Performance of tracking-balancing tasks

Table 3 Tracking performance of different target frequency.

First, the corresponding tracking accuracy is quantified through the target-head correlation R, mean amplitude of the head movement, and mean head velocity as shown in Table 3. The target-head correlation R is computed by Person correlation coefficients. We can confirm that the head tracking task could have been done correctly from the high value of correlation R in Table 3. For the higher target motion frequency over 1.2 [Hz], we observe a small decrease in target-head correlation R since the high tracking speed may increase the difficulty of tracking tasks.

Figure 5
figure 5

The box plot of the center of pressure (CoP) influenced by different motion tracking frequencies f of the target point in Eq. (5) 0.15,  0.30,  0.45,  0.60,  0.75,  0.90, 1.05, 1.20, 1.35 and 1.50 [Hz], respectively.

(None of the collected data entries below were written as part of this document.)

/*
 *  Copyright 2025-2026 Colliery Software
 *
 *  Licensed under the Apache License, Version 2.0 (the "License");
 *  you may not use this file except in compliance with the License.
 *  You may obtain a copy of the License at
 *
 *      http://www.apache.org/licenses/LICENSE-2.0
 *
 *  Unless required by applicable law or agreed to in writing, software
 *  distributed under the License is distributed on an "AS IS" BASIS,
 *  WITHOUT WARRANTIES OR CONDITIONS OF ANY KIND, either express or implied.
 *  See the License for the specific language governing permissions and
 *  limitations under the License.
 */

//! Request Task Outbox Model
//!
//! Enqueuing background work is an insert into the outbox table, written in
//! the same transaction as the state change that caused it. The outbox relay
//! later hands each entry to a [`TaskDispatcher`](crate::dispatcher::TaskDispatcher)
//! and deletes it once dispatch succeeds.

use serde::{Deserialize, Serialize};
use std::fmt;
use std::str::FromStr;

use super::{RequestId, UserId};
use crate::database::universal_types::UniversalTimestamp;
use crate::error::ValidationError;

/// Kind of background work queued for a request.
#[derive(Debug, Clone, Copy, PartialEq, Eq, Hash, Serialize, Deserialize)]
pub enum TaskKind {
    /// Ask every collector where the subject's data lives.
    Initiate,
    /// Export or erase the approved contexts.
    Process,
}

impl TaskKind {
    pub fn as_str(self) -> &'static str {
        match self {
            TaskKind::Initiate => "initiate",
            TaskKind::Process => "process",
        }
    }
}

impl FromStr for TaskKind {
    type Err = ValidationError;

    fn from_str(s: &str) -> Result<Self, Self::Err> {
        match s {
            "initiate" => Ok(TaskKind::Initiate),
            "process" => Ok(TaskKind::Process),
            other => Err(ValidationError::InvalidTaskKind(other.to_string())),
        }
    }
}

impl fmt::Display for TaskKind {
    fn fmt(&self, f: &mut fmt::Formatter<'_>) -> fmt::Result {
        f.write_str(self.as_str())
    }
}

/// JSON payload stored with each outbox entry.
#[derive(Debug, Clone, PartialEq, Eq, Serialize, Deserialize)]
pub struct TaskPayload {
    pub request_id: RequestId,
    /// Identity the export should be produced as. Only set for process
    /// tasks of export requests.
    #[serde(default, skip_serializing_if = "Option::is_none")]
    pub export_as: Option<UserId>,
}

impl TaskPayload {
    pub fn initiate(request_id: RequestId) -> Self {
        Self {
            request_id,
            export_as: None,
        }
    }

    pub fn process(request_id: RequestId, export_as: Option<UserId>) -> Self {
        Self {
            request_id,
            export_as,
        }
    }
}

/// A queued task awaiting dispatch (domain type).
#[derive(Debug, Clone, PartialEq, Eq, Serialize, Deserialize)]
pub struct QueuedTask {
    /// Outbox row id; dispatch order follows it.
    pub id: i64,
    pub kind: TaskKind,
    pub payload: TaskPayload,
    /// Failed dispatches so far.
    pub attempts: i32,
    /// The entry is not offered to the relay before this time.
    pub next_attempt_at: UniversalTimestamp,
    pub created_at: UniversalTimestamp,
}

impl QueuedTask {
    pub fn request_id(&self) -> RequestId {
        self.payload.request_id
    }
}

Where, energy consumption penalization parameter \(\gamma\) in Eq. (6) is 20. The motion amplitude A of target point in Eq. (5) is 0.1 [m]. Ankle and hip stiffness remains 25 [Nm/rad] and 125 [Nm/rad].

Second, the center of pressure (CoP) is used to estimate the balance stability. The box plot of the center of pressure (CoP) influenced by the following motion tracking frequencies f of the target point in Eq. (5) 0.15,  0.30,  0.45,  0.60,  0.75,  0.90, 1.05, 1.20, 1.35 and 1.50 [Hz], respectively are depicted in Fig. 5. The distribution of CoP increases with the increase of tracking frequency. For high-speed tracking performance, there should be a risk of losing balance. Therefore, balance maintenance is a crucial component in high-speed tracking-balancing tasks. In our modeling, the humanoid agent can finish the tracking-balancing tasks for a wide range of frequency and the feet are with unilateral constraints. This demonstrates the robustness of our proposed trained networks by PPO.

Emergent transition of postural modes

Figure 6
figure 6

Evolution of correlation coefficient and relative phase influenced by different motion tracking frequencies f of the target point in Eq. (5) 0.15,  0.30,  0.45,  0.60,  0.75,  0.90, 1.05, 1.20, 1.35 and 1.50 [Hz], respectively. Where, energy consumption penalization parameter \(\gamma\) in Eq. (6) is 20. The motion amplitude A of target point in Eq. (5) is 0.1 [m]. Ankle and hip stiffness remains 25 [Nm/rad] and 125 [Nm/rad].

Tracking frequency is an impact factor for changing the motor coordination patterns of the ankle and hip joints, such as in-phase and anti-phase for tracking-balancing tasks27. Therefore, we tried to understand the self-organization of postural coordination modes influenced by the tracking frequency in our tracking-balancing tasks. The evolution of correlation coefficient, relative phase influenced by the following motion tracking frequencies f of the target point in Eq. (5) from 0.15 to 1.50 [Hz], respectively, is depicted in Fig. 6. Where, energy consumption penalization parameter \(\gamma\) in Eq. (6) is 20. The motion amplitude A of target point in Eq. (5) is 0.1[m]. Ankle and hip stiffness remains 25 [Nm/rad] and 125 [Nm/rad]. The correlation coefficient of hip and ankle joint angles can summarize the characteristics of the whole coordination patterns. As we can observe from Fig. 6, for tracking frequencies 0.15,  0.30,  0.45, and  0.60 [Hz], the corresponding positive correlation means that the in-phase patterns functioned between the ankle and hip joints. However, the negative correlation for the tracking frequencies  0.75,  0.90, 1.05, 1.20, 1.35, and 1.50 [Hz] indicates the anti-phase patterns between the ankle and hip joints. Thus, the transition of postural coordination modes depends on the change of the tracking frequencies with regard to relatively low and high values as the above experiment setting. Furthermore, the hip and ankle correlation coefficients are negatively correlated with the relative phase.

Next, we discuss how the change in tracking frequency influences the ankle and hip joint angles. In Fig. 6, the relative phase positively correlates with the tracking frequency. Relative phase was computed as \(\left| t_0-t_1\right| \times f \times \pi\), where f is the motion frequency of the target, \(t_0\) and \(t_1\) are the timesteps corresponding to the maximum angles of the ankle and hip in the current motion cycle as shown in Fig. 4. Because the high tracking frequency means fast speed tracking motion tasks. This quick response of humanoid agents may cause unsafe performance unless the ankle and hip joints increase the motion intensity in an opposite direction to compensate for the acceleration/deceleration of the upper limb for the possible falling risks. Then, there is no solution space with in-phase joint usage due to balance maintenance requirements. However, there is a solution to keep the whole-body center of mass projection to the ground, close to the foot area if the ankle and hip are coordinated in anti-phase.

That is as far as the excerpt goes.